--- Exercise requirements ---
If a line in the entries below holds the string "None", copy it.

Collected data entries
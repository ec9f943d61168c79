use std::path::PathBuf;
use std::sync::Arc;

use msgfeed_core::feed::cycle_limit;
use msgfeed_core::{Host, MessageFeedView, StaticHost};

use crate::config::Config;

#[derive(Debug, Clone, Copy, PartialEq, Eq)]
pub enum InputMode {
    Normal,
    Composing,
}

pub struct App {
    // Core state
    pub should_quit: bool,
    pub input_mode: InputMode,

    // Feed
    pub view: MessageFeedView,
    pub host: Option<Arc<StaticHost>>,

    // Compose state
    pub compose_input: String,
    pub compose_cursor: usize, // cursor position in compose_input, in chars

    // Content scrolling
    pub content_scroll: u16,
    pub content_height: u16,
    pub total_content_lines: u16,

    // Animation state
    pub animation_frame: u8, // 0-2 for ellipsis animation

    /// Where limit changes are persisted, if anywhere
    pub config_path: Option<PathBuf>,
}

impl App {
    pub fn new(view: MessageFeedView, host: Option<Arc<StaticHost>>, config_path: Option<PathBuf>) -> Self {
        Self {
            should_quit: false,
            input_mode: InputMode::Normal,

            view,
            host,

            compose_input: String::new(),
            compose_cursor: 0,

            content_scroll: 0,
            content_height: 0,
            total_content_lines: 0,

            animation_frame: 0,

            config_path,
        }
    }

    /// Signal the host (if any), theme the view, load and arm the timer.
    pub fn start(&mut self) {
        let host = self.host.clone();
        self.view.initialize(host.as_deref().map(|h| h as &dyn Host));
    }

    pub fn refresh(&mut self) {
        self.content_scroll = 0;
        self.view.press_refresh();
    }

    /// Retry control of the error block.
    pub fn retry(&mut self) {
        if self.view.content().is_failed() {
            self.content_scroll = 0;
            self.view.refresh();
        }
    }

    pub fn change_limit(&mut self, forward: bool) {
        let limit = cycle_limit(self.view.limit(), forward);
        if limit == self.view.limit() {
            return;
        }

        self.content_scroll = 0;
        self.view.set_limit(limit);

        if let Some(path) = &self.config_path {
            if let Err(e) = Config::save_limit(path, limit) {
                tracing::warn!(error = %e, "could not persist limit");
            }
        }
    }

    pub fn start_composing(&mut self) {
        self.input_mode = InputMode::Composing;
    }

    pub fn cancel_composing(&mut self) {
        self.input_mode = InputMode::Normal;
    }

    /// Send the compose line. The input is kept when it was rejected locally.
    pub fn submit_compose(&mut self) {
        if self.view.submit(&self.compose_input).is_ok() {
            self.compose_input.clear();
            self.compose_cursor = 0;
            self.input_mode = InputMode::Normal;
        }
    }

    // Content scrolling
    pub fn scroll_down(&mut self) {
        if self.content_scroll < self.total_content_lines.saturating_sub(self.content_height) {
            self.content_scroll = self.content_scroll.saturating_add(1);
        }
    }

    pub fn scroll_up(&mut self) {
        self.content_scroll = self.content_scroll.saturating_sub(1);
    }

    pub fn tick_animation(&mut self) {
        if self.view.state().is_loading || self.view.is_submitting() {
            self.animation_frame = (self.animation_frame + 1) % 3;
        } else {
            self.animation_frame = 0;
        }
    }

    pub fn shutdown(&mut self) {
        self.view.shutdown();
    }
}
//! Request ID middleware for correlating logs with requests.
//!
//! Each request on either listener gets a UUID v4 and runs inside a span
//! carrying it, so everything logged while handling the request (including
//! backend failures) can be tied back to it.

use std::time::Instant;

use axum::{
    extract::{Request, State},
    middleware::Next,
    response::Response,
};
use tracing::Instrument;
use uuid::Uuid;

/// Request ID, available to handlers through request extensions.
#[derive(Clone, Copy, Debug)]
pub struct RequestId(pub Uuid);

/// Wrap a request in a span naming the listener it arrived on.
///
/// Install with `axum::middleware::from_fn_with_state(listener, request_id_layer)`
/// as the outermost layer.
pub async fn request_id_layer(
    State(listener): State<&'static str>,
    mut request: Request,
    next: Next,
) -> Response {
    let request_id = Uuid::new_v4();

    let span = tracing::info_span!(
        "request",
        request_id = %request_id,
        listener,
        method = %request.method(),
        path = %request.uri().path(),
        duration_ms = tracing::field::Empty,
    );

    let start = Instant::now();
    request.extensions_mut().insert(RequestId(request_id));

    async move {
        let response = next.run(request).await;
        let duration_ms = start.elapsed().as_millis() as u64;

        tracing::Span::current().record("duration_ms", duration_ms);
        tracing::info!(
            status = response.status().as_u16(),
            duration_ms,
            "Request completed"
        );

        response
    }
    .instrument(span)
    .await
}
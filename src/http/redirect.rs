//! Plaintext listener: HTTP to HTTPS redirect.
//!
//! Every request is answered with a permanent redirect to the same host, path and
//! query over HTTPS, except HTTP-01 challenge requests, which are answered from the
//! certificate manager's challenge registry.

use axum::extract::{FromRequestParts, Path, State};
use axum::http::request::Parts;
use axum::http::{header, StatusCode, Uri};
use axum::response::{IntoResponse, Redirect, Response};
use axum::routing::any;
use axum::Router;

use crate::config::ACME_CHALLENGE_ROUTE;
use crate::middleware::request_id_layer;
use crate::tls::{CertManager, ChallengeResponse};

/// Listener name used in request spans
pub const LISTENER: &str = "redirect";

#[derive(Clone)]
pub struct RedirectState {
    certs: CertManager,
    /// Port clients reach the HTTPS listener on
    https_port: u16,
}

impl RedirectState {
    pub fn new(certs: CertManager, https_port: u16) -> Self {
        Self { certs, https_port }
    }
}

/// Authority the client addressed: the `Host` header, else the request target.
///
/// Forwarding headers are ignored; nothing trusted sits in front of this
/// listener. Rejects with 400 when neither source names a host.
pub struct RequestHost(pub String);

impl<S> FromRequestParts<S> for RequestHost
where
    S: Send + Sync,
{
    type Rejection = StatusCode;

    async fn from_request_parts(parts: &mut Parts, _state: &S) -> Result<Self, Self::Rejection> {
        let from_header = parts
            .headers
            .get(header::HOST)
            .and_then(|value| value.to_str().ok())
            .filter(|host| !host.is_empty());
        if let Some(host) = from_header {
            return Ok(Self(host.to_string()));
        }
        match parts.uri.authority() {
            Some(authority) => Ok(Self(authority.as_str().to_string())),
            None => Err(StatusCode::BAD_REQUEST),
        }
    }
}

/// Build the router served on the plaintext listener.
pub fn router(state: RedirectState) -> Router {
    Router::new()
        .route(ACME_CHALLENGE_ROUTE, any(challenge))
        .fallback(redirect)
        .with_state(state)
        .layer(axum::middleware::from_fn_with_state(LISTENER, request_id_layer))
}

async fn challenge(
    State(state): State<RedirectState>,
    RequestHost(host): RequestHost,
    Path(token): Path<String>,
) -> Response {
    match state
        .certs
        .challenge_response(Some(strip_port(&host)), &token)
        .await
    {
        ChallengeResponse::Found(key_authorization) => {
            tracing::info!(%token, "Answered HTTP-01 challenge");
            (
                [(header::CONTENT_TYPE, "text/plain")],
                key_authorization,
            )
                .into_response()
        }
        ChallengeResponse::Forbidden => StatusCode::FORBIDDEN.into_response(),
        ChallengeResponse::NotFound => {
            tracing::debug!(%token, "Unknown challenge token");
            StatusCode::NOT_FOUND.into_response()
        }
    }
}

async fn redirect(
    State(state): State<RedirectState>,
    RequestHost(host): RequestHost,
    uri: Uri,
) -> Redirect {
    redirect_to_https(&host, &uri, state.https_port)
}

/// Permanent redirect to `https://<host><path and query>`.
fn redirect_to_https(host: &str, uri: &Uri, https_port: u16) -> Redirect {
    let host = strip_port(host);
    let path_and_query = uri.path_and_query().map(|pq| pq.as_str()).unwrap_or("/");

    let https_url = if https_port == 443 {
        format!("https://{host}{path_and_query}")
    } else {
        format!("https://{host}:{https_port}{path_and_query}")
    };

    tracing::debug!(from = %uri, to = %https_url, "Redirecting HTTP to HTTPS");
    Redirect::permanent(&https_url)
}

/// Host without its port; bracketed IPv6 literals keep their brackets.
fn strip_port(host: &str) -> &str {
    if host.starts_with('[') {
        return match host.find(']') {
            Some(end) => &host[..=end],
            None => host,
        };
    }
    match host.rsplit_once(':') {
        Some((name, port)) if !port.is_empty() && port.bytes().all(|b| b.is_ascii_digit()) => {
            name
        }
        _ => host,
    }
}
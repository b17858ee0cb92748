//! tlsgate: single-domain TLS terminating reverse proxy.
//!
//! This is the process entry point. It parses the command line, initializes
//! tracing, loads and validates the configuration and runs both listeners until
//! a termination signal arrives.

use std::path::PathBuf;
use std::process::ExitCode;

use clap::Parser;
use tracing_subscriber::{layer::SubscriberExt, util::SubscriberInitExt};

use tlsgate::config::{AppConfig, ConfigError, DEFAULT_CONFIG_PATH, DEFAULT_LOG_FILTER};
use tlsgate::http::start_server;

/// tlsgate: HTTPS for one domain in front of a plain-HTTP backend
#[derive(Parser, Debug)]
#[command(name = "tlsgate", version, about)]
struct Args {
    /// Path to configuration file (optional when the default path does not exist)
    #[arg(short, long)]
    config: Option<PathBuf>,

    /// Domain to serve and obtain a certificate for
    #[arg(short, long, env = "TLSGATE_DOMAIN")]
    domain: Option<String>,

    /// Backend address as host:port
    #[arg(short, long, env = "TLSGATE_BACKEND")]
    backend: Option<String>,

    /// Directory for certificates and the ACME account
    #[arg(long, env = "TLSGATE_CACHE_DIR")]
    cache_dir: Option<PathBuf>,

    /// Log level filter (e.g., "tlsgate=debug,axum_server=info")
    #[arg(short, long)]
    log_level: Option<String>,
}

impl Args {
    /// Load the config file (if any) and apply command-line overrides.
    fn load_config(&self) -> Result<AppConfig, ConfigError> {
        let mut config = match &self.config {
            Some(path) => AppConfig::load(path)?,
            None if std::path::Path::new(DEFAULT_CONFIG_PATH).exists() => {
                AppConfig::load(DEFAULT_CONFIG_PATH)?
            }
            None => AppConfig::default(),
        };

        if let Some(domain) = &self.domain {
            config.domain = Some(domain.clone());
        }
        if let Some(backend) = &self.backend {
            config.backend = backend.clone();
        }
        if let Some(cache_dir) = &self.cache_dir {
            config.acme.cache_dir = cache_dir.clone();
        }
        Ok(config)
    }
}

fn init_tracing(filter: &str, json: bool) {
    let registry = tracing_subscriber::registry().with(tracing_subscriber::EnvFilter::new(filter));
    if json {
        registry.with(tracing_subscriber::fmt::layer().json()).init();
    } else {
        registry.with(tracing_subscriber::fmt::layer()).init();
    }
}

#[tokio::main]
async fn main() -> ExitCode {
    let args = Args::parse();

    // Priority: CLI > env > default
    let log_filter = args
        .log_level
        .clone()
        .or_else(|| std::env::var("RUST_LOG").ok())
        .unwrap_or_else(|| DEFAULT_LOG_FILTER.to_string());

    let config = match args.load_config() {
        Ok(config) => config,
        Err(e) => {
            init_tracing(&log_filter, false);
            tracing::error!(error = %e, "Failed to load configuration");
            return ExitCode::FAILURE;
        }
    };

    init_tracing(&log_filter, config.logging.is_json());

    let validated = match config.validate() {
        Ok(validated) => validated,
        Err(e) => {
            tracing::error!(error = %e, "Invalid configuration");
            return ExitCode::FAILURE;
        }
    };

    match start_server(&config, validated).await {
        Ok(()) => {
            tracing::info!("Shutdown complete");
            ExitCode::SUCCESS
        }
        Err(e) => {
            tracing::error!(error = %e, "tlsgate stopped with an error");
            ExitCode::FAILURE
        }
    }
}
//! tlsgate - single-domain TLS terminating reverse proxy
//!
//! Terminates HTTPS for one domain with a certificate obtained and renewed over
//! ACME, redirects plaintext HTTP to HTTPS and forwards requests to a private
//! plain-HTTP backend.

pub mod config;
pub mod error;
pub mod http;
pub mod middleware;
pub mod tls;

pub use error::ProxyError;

--- Solution to this problem ---
            None => Err(StatusCode::BAD_REQUEST),
            None => host,
            None if std::path::Path::new(DEFAULT_CONFIG_PATH).exists() => {
            None => AppConfig::default(),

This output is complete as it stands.